▼
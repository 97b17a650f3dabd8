//! # Casebook Notebooklets
//!
//! The notebooklet implementations shipped with Casebook, their shared
//! helper library, and the static module manifest the catalog scanner
//! consumes.
//!
//! ```no_run
//! use casebook_catalog::{build_catalog, discover_modules};
//! use casebook_nblets::manifest;
//!
//! let catalog = build_catalog(&discover_modules(&manifest()));
//! assert!(catalog.get("HostSummary").is_some());
//! ```

pub mod account;
pub mod host;
pub mod nblib;

use casebook_catalog::NotebookletModule;

pub use account::account_summary::AccountSummary;
pub use host::host_summary::HostSummary;

/// The static manifest of notebooklet modules shipped with this crate.
pub fn manifest() -> Vec<NotebookletModule> {
    vec![
        NotebookletModule {
            path: "account.account_summary",
            registrations: account::registrations,
        },
        NotebookletModule {
            path: "host.host_summary",
            registrations: host::registrations,
        },
    ]
}
//! Host name resolution and host entity enrichment.

use casebook_core::error::ProviderError;
use casebook_core::providers::{DataProviders, QueryArgs};
use casebook_core::timespan::Timespan;
use casebook_core::types::{AzureHostData, HostEntity};

use crate::nblib::queries;

/// The outcome of resolving a host name against event records.
///
/// Exactly one of the fields is populated when resolution succeeds or is
/// ambiguous; both are empty when no records were found.
#[derive(Debug, Clone, Default, PartialEq, Eq)]
pub struct HostNameVerif {
    /// The unique resolved host name.
    pub host_name: Option<String>,
    /// Candidate names when the value matched more than one host.
    pub host_names: Vec<String>,
}

/// Resolve a host name against event records in the timespan.
///
/// A single candidate resolves directly. Among several candidates, a
/// case-insensitive exact match on the input wins; otherwise the result is
/// ambiguous and carries the candidate list.
pub fn verify_host_name(
    providers: &DataProviders,
    value: &str,
    timespan: &Timespan,
) -> Result<HostNameVerif, ProviderError> {
    let mut args = QueryArgs::new();
    args.insert("host_name".into(), value.to_string());
    let events = providers
        .query_provider()
        .run_query(queries::HOST_EVENTS, timespan, &args)?;

    let candidates = events.distinct_strings("Computer");
    match candidates.as_slice() {
        [] => Ok(HostNameVerif::default()),
        [single] => Ok(HostNameVerif {
            host_name: Some(single.clone()),
            host_names: Vec::new(),
        }),
        _ => {
            if let Some(exact) = candidates.iter().find(|c| c.eq_ignore_ascii_case(value)) {
                Ok(HostNameVerif {
                    host_name: Some(exact.clone()),
                    host_names: Vec::new(),
                })
            } else {
                Ok(HostNameVerif {
                    host_name: None,
                    host_names: candidates,
                })
            }
        }
    }
}

/// Build a host entity from the latest heartbeat record.
///
/// An empty heartbeat yields a bare entity carrying only the host name.
pub fn get_heartbeat(
    providers: &DataProviders,
    timespan: &Timespan,
    host_name: &str,
) -> Result<HostEntity, ProviderError> {
    let mut args = QueryArgs::new();
    args.insert("host_name".into(), host_name.to_string());
    let table = providers
        .query_provider()
        .run_query(queries::HEARTBEAT, timespan, &args)?;

    let mut entity = HostEntity::new(host_name);
    if table.is_empty() {
        return Ok(entity);
    }

    if let Some(name) = table.cell_str(0, "Computer") {
        entity.host_name = name.to_string();
    }
    if let Some(ip) = table.cell_str(0, "ComputerIP") {
        entity.add_ip_address(ip);
    }
    entity.dns_name = table.cell_str(0, "DnsDomain").map(str::to_string);
    entity.os_family = table.cell_str(0, "OSType").map(str::to_string);
    entity.os_version = match (
        table.cell_str(0, "OSMajorVersion"),
        table.cell_str(0, "OSMinorVersion"),
    ) {
        (Some(major), Some(minor)) => Some(format!("{major}.{minor}")),
        (Some(major), None) => Some(major.to_string()),
        _ => None,
    };
    entity.environment = table.cell_str(0, "ComputerEnvironment").map(str::to_string);

    let subscription_id = table.cell_str(0, "SubscriptionId").map(str::to_string);
    let resource_id = table.cell_str(0, "ResourceId").map(str::to_string);
    if subscription_id.is_some() || resource_id.is_some() {
        entity.azure = Some(AzureHostData {
            subscription_id,
            resource_id,
            ..AzureHostData::default()
        });
    }
    Ok(entity)
}

/// Add IP addresses from Azure network topology records to a host entity.
pub fn get_az_net_topology(
    providers: &DataProviders,
    timespan: &Timespan,
    host_entity: &mut HostEntity,
    host_name: &str,
) -> Result<(), ProviderError> {
    let mut args = QueryArgs::new();
    args.insert("host_name".into(), host_name.to_string());
    let table = providers
        .query_provider()
        .run_query(queries::AZ_NETWORK_ANALYTICS, timespan, &args)?;

    for row in 0..table.len() {
        for column in ["PrivateIPAddresses", "PublicIPAddresses"] {
            if let Some(addresses) = table.cell_str(row, column) {
                for address in addresses.split(',').map(str::trim).filter(|a| !a.is_empty()) {
                    host_entity.add_ip_address(address);
                }
            }
        }
    }
    Ok(())
}
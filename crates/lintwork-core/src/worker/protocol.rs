//! JSON messages exchanged with the analyzer process.
//!
//! Request (stdin):
//!
//! ```json
//! {"protocol":1,"target_version":"17","files":["src/A.java"],
//!  "auxclasspath":["libs/x.jar"],"rules":[{"id":"EmptyCatchBlock","priority":3}]}
//! ```
//!
//! Response (stdout):
//!
//! ```json
//! {"violations":[{"file":"src/A.java","line":12,"rule":"EmptyCatchBlock","priority":3,"message":"…"}],
//!  "errors":[{"file":"src/B.java","message":"parse error"}]}
//! ```

use super::{WorkerBatch, WorkerError, WorkerOutput};
use crate::ruleset::ResolvedRule;
use crate::types::{ProcessingError, Violation};

use serde::{Deserialize, Serialize};
use std::collections::HashSet;
use std::path::{Path, PathBuf};

/// Protocol version sent with every request.
pub const PROTOCOL_VERSION: u32 = 1;

/// A batch request as written to the analyzer's stdin.
#[derive(Debug, Serialize)]
pub struct WorkerRequest<'a> {
    /// Always [`PROTOCOL_VERSION`].
    pub protocol: u32,
    /// Language level.
    pub target_version: &'a str,
    /// Files to analyze.
    pub files: &'a [PathBuf],
    /// Project classpath for type resolution.
    pub auxclasspath: &'a [PathBuf],
    /// Rules to apply, sorted by identifier.
    pub rules: &'a [ResolvedRule],
}

impl<'a> WorkerRequest<'a> {
    /// Builds the request for a batch.
    #[must_use]
    pub fn for_batch(batch: &'a WorkerBatch) -> Self {
        Self {
            protocol: PROTOCOL_VERSION,
            target_version: &batch.environment.target_version,
            files: &batch.files,
            auxclasspath: &batch.environment.auxclasspath,
            rules: batch.rules.rules(),
        }
    }
}

#[derive(Debug, Deserialize)]
struct WorkerResponse {
    violations: Vec<Violation>,
    #[serde(default)]
    errors: Vec<ProcessingError>,
}

/// Parses and validates the analyzer's stdout for a batch.
///
/// # Errors
///
/// Returns [`WorkerError::MalformedOutput`] if the output is empty, is not a
/// response document, carries an invalid priority or names a file outside
/// the batch.
pub fn parse_response(stdout: &[u8], files: &[PathBuf]) -> Result<WorkerOutput, WorkerError> {
    let malformed = |reason: String| WorkerError::MalformedOutput { reason };

    let text = std::str::from_utf8(stdout).map_err(|e| malformed(e.to_string()))?;
    if text.trim().is_empty() {
        return Err(malformed("no output".to_string()));
    }

    let response: WorkerResponse =
        serde_json::from_str(text.trim()).map_err(|e| malformed(e.to_string()))?;

    let batch: HashSet<&Path> = files.iter().map(PathBuf::as_path).collect();
    let outside = |file: &Path| !batch.contains(file);

    if let Some(v) = response.violations.iter().find(|v| outside(&v.file)) {
        return Err(malformed(format!(
            "violation for {} which is not part of the batch",
            v.file.display()
        )));
    }
    if let Some(v) = response.violations.iter().find(|v| v.line == 0) {
        return Err(malformed(format!("line 0 reported for {}", v.file.display())));
    }
    if let Some(e) = response.errors.iter().find(|e| outside(&e.file)) {
        return Err(malformed(format!(
            "processing error for {} which is not part of the batch",
            e.file.display()
        )));
    }

    Ok(WorkerOutput {
        violations: response.violations,
        processing_errors: response.errors,
    })
}

#[cfg(test)]
mod tests {
    use super::*;
    use crate::ruleset::ResolvedRuleSet;
    use crate::types::Priority;
    use crate::worker::WorkerEnvironment;
    use std::collections::BTreeMap;
    use std::sync::Arc;

    fn files() -> Vec<PathBuf> {
        vec![PathBuf::from("src/A.java"), PathBuf::from("src/B.java")]
    }

    fn parse_err(stdout: &str) -> String {
        match parse_response(stdout.as_bytes(), &files()) {
            Err(WorkerError::MalformedOutput { reason }) => reason,
            other => panic!("expected MalformedOutput, got {other:?}"),
        }
    }

    #[test]
    fn request_carries_auxclasspath_separately() {
        let batch = WorkerBatch {
            id: 0,
            files: files(),
            rules: Arc::new(ResolvedRuleSet::new(vec![ResolvedRule {
                id: "EmptyCatchBlock".to_string(),
                priority: Priority::MEDIUM,
                properties: BTreeMap::new(),
                message: None,
            }])),
            environment: Arc::new(WorkerEnvironment {
                analyzer_classpath: vec![PathBuf::from("/opt/analyzer.jar")],
                auxclasspath: vec![PathBuf::from("libs/dep.jar")],
                target_version: "17".to_string(),
            }),
        };

        let json = serde_json::to_value(WorkerRequest::for_batch(&batch)).unwrap();
        assert_eq!(
            json,
            serde_json::json!({
                "protocol": 1,
                "target_version": "17",
                "files": ["src/A.java", "src/B.java"],
                "auxclasspath": ["libs/dep.jar"],
                "rules": [{"id": "EmptyCatchBlock", "priority": 3}],
            })
        );
    }

    #[test]
    fn parses_violations_and_errors() {
        let output = parse_response(
            br#"{"violations":[{"file":"src/A.java","line":4,"column":2,"rule":"R","priority":1,"message":"m"}],
                "errors":[{"file":"src/B.java","message":"parse error"}]}"#,
            &files(),
        )
        .unwrap();

        assert_eq!(output.violations.len(), 1);
        assert_eq!(output.violations[0].column, Some(2));
        assert_eq!(output.violations[0].priority, Priority::HIGHEST);
        assert_eq!(output.processing_errors[0].message, "parse error");
    }

    #[test]
    fn errors_field_is_optional() {
        let output = parse_response(br#"{"violations":[]}"#, &files()).unwrap();
        assert_eq!(output, WorkerOutput::default());
    }

    #[test]
    fn rejects_empty_output() {
        assert_eq!(parse_err("  \n"), "no output");
    }

    #[test]
    fn rejects_non_json() {
        parse_err("Exception in thread main");
    }

    #[test]
    fn rejects_invalid_priority() {
        let reason = parse_err(
            r#"{"violations":[{"file":"src/A.java","line":1,"rule":"R","priority":7,"message":"m"}]}"#,
        );
        assert!(reason.contains("out of range"));
    }

    #[test]
    fn rejects_file_outside_batch() {
        let reason = parse_err(
            r#"{"violations":[{"file":"src/Z.java","line":1,"rule":"R","priority":3,"message":"m"}]}"#,
        );
        assert!(reason.contains("src/Z.java"));
    }

    #[test]
    fn rejects_line_zero() {
        parse_err(
            r#"{"violations":[{"file":"src/A.java","line":0,"rule":"R","priority":3,"message":"m"}]}"#,
        );
    }
}
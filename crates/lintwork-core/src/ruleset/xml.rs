//! Rule-set XML documents (DTO layer).
//!
//! These types only describe what a document says. Catalog lookups and
//! de-duplication happen in the resolver.

use super::RuleSetError;
use crate::types::Priority;
use roxmltree::{Document, Node};
use std::collections::BTreeMap;

/// A parsed `<ruleset>` document.
#[derive(Debug, Clone, Default, PartialEq, Eq)]
pub struct RuleSetDocument {
    /// Value of the `name` attribute.
    pub name: Option<String>,
    /// Text of `<description>`.
    pub description: Option<String>,
    /// `<rule>` entries in document order.
    pub entries: Vec<RuleEntry>,
}

/// One `<rule>` element.
#[derive(Debug, Clone, PartialEq, Eq)]
pub enum RuleEntry {
    /// `<rule ref="set">`: every rule of a catalog set, minus exclusions.
    SetReference {
        /// Referenced set name.
        set: String,
        /// Rule identifiers from `<exclude name="..."/>`.
        excludes: Vec<String>,
    },
    /// `<rule ref="set/Rule">`: one catalog rule with optional overrides.
    RuleReference {
        /// Referenced set name.
        set: String,
        /// Rule identifier within the set.
        rule: String,
        /// Overrides applied on top of the catalog definition.
        overrides: RuleOverrides,
    },
    /// `<rule name="Rule">`: a rule defined by the document itself.
    Custom {
        /// Rule identifier.
        name: String,
        /// Declared values; priority defaults to medium.
        overrides: RuleOverrides,
    },
}

/// Optional per-rule settings found inside a `<rule>` element.
#[derive(Debug, Clone, Default, PartialEq, Eq)]
pub struct RuleOverrides {
    /// From `<priority>`.
    pub priority: Option<Priority>,
    /// From the `message` attribute.
    pub message: Option<String>,
    /// From `<properties><property name value/></properties>`.
    pub properties: BTreeMap<String, String>,
}

const ALLOWED_TOP_LEVEL: &[&str] = &["description", "rule", "exclude-pattern", "include-pattern"];

/// Parses a rule-set document.
///
/// `origin` names the document in error messages (a path, a resource name or
/// "inline configuration").
///
/// # Errors
///
/// Returns [`RuleSetError::InvalidRuleSetFormat`] if the text is not
/// well-formed XML or does not follow the rule-set structure.
pub fn parse(content: &str, origin: &str) -> Result<RuleSetDocument, RuleSetError> {
    let invalid = |message: String| RuleSetError::InvalidRuleSetFormat {
        origin: origin.to_string(),
        message,
    };

    let doc = Document::parse(content).map_err(|e| invalid(e.to_string()))?;
    let root = doc.root_element();
    if root.tag_name().name() != "ruleset" {
        return Err(invalid(format!(
            "root element must be <ruleset>, found <{}>",
            root.tag_name().name()
        )));
    }

    let mut document = RuleSetDocument {
        name: root.attribute("name").map(str::to_string),
        ..RuleSetDocument::default()
    };

    for child in root.children().filter(Node::is_element) {
        let tag = child.tag_name().name();
        match tag {
            "description" => document.description = Some(element_text(child)),
            "rule" => document.entries.push(parse_rule(child).map_err(invalid)?),
            _ if ALLOWED_TOP_LEVEL.contains(&tag) => {}
            other => return Err(invalid(format!("unexpected element <{other}>"))),
        }
    }

    Ok(document)
}

fn parse_rule(node: Node<'_, '_>) -> Result<RuleEntry, String> {
    let line = node.document().text_pos_at(node.range().start).row;

    match (node.attribute("ref"), node.attribute("name")) {
        (Some(reference), None) => {
            let reference = reference.trim();
            if reference.is_empty() {
                return Err(format!("line {line}: empty `ref` attribute"));
            }
            let overrides = parse_overrides(node, line)?;
            match split_reference(reference) {
                (set, Some(rule)) => Ok(RuleEntry::RuleReference {
                    set,
                    rule,
                    overrides,
                }),
                (set, None) => {
                    let excludes = node
                        .children()
                        .filter(|c| c.has_tag_name("exclude"))
                        .map(|c| {
                            c.attribute("name").map(str::to_string).ok_or_else(|| {
                                format!("line {line}: <exclude> without `name` attribute")
                            })
                        })
                        .collect::<Result<Vec<_>, _>>()?;
                    Ok(RuleEntry::SetReference { set, excludes })
                }
            }
        }
        (None, Some(name)) => {
            let name = name.trim();
            if name.is_empty() {
                return Err(format!("line {line}: empty `name` attribute"));
            }
            Ok(RuleEntry::Custom {
                name: name.to_string(),
                overrides: parse_overrides(node, line)?,
            })
        }
        (Some(_), Some(_)) => Err(format!(
            "line {line}: <rule> must not have both `ref` and `name`"
        )),
        (None, None) => Err(format!("line {line}: <rule> needs a `ref` or `name` attribute")),
    }
}

fn parse_overrides(node: Node<'_, '_>, line: u32) -> Result<RuleOverrides, String> {
    let mut overrides = RuleOverrides {
        message: node.attribute("message").map(str::to_string),
        ..RuleOverrides::default()
    };

    for child in node.children().filter(Node::is_element) {
        match child.tag_name().name() {
            "priority" => {
                let text = element_text(child);
                let priority = text
                    .parse::<Priority>()
                    .map_err(|e| format!("line {line}: {e}"))?;
                overrides.priority = Some(priority);
            }
            "properties" => {
                for property in child.children().filter(|c| c.has_tag_name("property")) {
                    let name = property
                        .attribute("name")
                        .ok_or_else(|| format!("line {line}: <property> without `name`"))?;
                    let value = property.attribute("value").map_or_else(
                        || {
                            property
                                .children()
                                .find(|c| c.has_tag_name("value"))
                                .map(element_text)
                                .unwrap_or_default()
                        },
                        str::to_string,
                    );
                    overrides.properties.insert(name.to_string(), value);
                }
            }
            _ => {}
        }
    }

    Ok(overrides)
}

/// Splits `set/Rule`, `category/java/set.xml/Rule` or a bare set reference.
fn split_reference(reference: &str) -> (String, Option<String>) {
    if reference.ends_with(".xml") {
        return (reference.to_string(), None);
    }
    if let Some((set, rule)) = reference.split_once(".xml/") {
        return (format!("{set}.xml"), Some(rule.to_string()));
    }
    match reference.rsplit_once('/') {
        Some((set, rule)) => (set.to_string(), Some(rule.to_string())),
        None => (reference.to_string(), None),
    }
}

fn element_text(node: Node<'_, '_>) -> String {
    node.text().unwrap_or_default().trim().to_string()
}

#[cfg(test)]
mod tests {
    use super::*;

    fn parse_ok(xml: &str) -> RuleSetDocument {
        parse(xml, "test.xml").unwrap()
    }

    fn parse_err(xml: &str) -> String {
        match parse(xml, "test.xml") {
            Err(RuleSetError::InvalidRuleSetFormat { message, .. }) => message,
            other => panic!("expected InvalidRuleSetFormat, got {other:?}"),
        }
    }

    #[test]
    fn parses_all_entry_kinds() {
        let doc = parse_ok(
            r#"<?xml version="1.0"?>
<ruleset name="custom" xmlns="http://pmd.sourceforge.net/ruleset/2.0.0">
  <description>Project rules</description>
  <rule ref="errorprone">
    <exclude name="EmptyCatchBlock"/>
  </rule>
  <rule ref="bestpractices/UnusedLocalVariable">
    <priority>2</priority>
    <properties>
      <property name="checkAll" value="true"/>
      <property name="xpath"><value>//Foo</value></property>
    </properties>
  </rule>
  <rule name="NoSystemOut" message="Use a logger"/>
</ruleset>"#,
        );

        assert_eq!(doc.name.as_deref(), Some("custom"));
        assert_eq!(doc.description.as_deref(), Some("Project rules"));
        assert_eq!(doc.entries.len(), 3);

        assert_eq!(
            doc.entries[0],
            RuleEntry::SetReference {
                set: "errorprone".to_string(),
                excludes: vec!["EmptyCatchBlock".to_string()],
            }
        );

        let RuleEntry::RuleReference {
            set,
            rule,
            overrides,
        } = &doc.entries[1]
        else {
            panic!("expected rule reference");
        };
        assert_eq!(set, "bestpractices");
        assert_eq!(rule, "UnusedLocalVariable");
        assert_eq!(overrides.priority.map(Priority::get), Some(2));
        assert_eq!(overrides.properties.get("checkAll").map(String::as_str), Some("true"));
        assert_eq!(overrides.properties.get("xpath").map(String::as_str), Some("//Foo"));

        let RuleEntry::Custom { name, overrides } = &doc.entries[2] else {
            panic!("expected custom rule");
        };
        assert_eq!(name, "NoSystemOut");
        assert_eq!(overrides.message.as_deref(), Some("Use a logger"));
        assert!(overrides.priority.is_none());
    }

    #[test]
    fn splits_long_form_references() {
        assert_eq!(
            split_reference("category/java/errorprone.xml"),
            ("category/java/errorprone.xml".to_string(), None)
        );
        assert_eq!(
            split_reference("category/java/errorprone.xml/EmptyCatchBlock"),
            (
                "category/java/errorprone.xml".to_string(),
                Some("EmptyCatchBlock".to_string())
            )
        );
        assert_eq!(split_reference("design"), ("design".to_string(), None));
    }

    #[test]
    fn rejects_malformed_xml() {
        let message = parse_err("<ruleset><rule ref=\"x\"></ruleset>");
        assert!(!message.is_empty());
    }

    #[test]
    fn rejects_wrong_root() {
        let message = parse_err("<rules/>");
        assert!(message.contains("<ruleset>"));
    }

    #[test]
    fn rejects_unknown_top_level_element() {
        let message = parse_err("<ruleset><banana/></ruleset>");
        assert!(message.contains("banana"));
    }

    #[test]
    fn rejects_rule_with_ref_and_name() {
        let message = parse_err(r#"<ruleset><rule ref="a" name="b"/></ruleset>"#);
        assert!(message.contains("both"));
    }

    #[test]
    fn rejects_rule_without_ref_or_name() {
        parse_err("<ruleset><rule/></ruleset>");
    }

    #[test]
    fn rejects_bad_priority() {
        let message =
            parse_err(r#"<ruleset><rule name="X"><priority>9</priority></rule></ruleset>"#);
        assert!(message.contains("out of range"));
    }

    #[test]
    fn accepts_pattern_elements() {
        let doc = parse_ok(
            r#"<ruleset><exclude-pattern>.*/generated/.*</exclude-pattern></ruleset>"#,
        );
        assert!(doc.entries.is_empty());
    }
}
▲
— TASK TO COMPLETE —
Up to and including the line with "use casebook_core::error::ProviderError;", repeat the data exactly, starting from its first line; nothing else belongs in the response.

— REPLY —
repository 97b17a650f3dabd8
//! # Casebook Notebooklets
//!
//! The notebooklet implementations shipped with Casebook, their shared
//! helper library, and the static module manifest the catalog scanner
//! consumes.
//!
//! ```no_run
//! use casebook_catalog::{build_catalog, discover_modules};
//! use casebook_nblets::manifest;
//!
//! let catalog = build_catalog(&discover_modules(&manifest()));
//! assert!(catalog.get("HostSummary").is_some());
//! ```

pub mod account;
pub mod host;
pub mod nblib;

use casebook_catalog::NotebookletModule;

pub use account::account_summary::AccountSummary;
pub use host::host_summary::HostSummary;

/// The static manifest of notebooklet modules shipped with this crate.
pub fn manifest() -> Vec<NotebookletModule> {
    vec![
        NotebookletModule {
            path: "account.account_summary",
            registrations: account::registrations,
        },
        NotebookletModule {
            path: "host.host_summary",
            registrations: host::registrations,
        },
    ]
}
//! Host name resolution and host entity enrichment.

use casebook_core::error::ProviderError;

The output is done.